(RECORDED DATA begins)

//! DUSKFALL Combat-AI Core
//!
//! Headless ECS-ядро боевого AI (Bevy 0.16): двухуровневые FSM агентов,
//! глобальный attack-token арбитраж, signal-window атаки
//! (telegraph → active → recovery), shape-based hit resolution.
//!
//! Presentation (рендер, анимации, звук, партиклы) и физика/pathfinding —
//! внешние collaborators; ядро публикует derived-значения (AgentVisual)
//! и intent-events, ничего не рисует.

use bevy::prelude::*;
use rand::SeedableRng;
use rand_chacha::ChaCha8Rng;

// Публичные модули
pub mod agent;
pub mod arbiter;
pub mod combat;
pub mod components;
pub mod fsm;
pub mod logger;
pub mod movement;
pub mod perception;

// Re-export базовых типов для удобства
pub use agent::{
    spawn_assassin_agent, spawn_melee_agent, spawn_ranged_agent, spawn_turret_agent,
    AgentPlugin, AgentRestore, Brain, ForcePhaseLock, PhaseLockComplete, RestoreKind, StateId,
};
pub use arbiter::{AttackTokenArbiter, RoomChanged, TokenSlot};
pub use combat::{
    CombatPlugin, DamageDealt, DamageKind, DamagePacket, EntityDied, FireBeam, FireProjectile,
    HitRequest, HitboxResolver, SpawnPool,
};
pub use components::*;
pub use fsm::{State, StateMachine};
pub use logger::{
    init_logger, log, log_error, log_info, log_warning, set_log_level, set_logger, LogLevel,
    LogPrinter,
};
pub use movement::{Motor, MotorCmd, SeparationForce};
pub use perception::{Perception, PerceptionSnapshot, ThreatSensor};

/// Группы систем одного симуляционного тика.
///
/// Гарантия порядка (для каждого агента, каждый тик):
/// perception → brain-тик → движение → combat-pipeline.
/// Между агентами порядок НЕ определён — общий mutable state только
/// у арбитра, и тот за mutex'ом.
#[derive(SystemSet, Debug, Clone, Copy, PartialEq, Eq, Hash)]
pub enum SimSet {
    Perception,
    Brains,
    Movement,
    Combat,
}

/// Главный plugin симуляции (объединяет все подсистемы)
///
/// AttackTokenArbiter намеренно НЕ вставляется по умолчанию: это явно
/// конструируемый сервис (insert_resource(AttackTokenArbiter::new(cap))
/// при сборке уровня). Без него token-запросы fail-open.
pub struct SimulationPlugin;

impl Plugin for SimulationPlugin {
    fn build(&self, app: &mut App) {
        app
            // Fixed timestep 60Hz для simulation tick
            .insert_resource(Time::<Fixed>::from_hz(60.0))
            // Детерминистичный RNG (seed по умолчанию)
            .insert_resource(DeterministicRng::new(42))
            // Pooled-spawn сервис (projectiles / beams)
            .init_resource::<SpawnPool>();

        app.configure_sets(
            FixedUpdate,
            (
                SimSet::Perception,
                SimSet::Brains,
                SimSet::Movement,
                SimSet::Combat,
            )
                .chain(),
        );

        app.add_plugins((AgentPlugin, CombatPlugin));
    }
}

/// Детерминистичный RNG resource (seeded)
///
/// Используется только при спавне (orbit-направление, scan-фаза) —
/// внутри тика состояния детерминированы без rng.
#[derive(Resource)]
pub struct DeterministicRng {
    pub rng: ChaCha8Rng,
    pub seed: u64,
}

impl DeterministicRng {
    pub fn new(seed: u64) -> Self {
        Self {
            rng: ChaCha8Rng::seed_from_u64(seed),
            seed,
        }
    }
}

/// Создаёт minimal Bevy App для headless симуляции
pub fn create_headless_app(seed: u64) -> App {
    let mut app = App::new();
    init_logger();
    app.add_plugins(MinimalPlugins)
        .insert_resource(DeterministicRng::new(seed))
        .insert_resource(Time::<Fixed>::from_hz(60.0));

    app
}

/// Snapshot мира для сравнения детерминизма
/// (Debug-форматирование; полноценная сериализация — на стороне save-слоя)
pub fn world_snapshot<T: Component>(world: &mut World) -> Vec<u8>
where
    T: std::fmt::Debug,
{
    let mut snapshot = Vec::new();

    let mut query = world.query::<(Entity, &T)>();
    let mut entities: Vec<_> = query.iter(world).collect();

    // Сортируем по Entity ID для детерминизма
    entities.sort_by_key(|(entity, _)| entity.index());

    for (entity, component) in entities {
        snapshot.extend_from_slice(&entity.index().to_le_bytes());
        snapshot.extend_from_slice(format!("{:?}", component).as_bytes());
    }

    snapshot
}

(RECORDED DATA ends)

### WHAT YOU SHOULD DO:
Give the count of lines in the records above that hold the string "index", and only that count.

### RESPONSE AREA:
2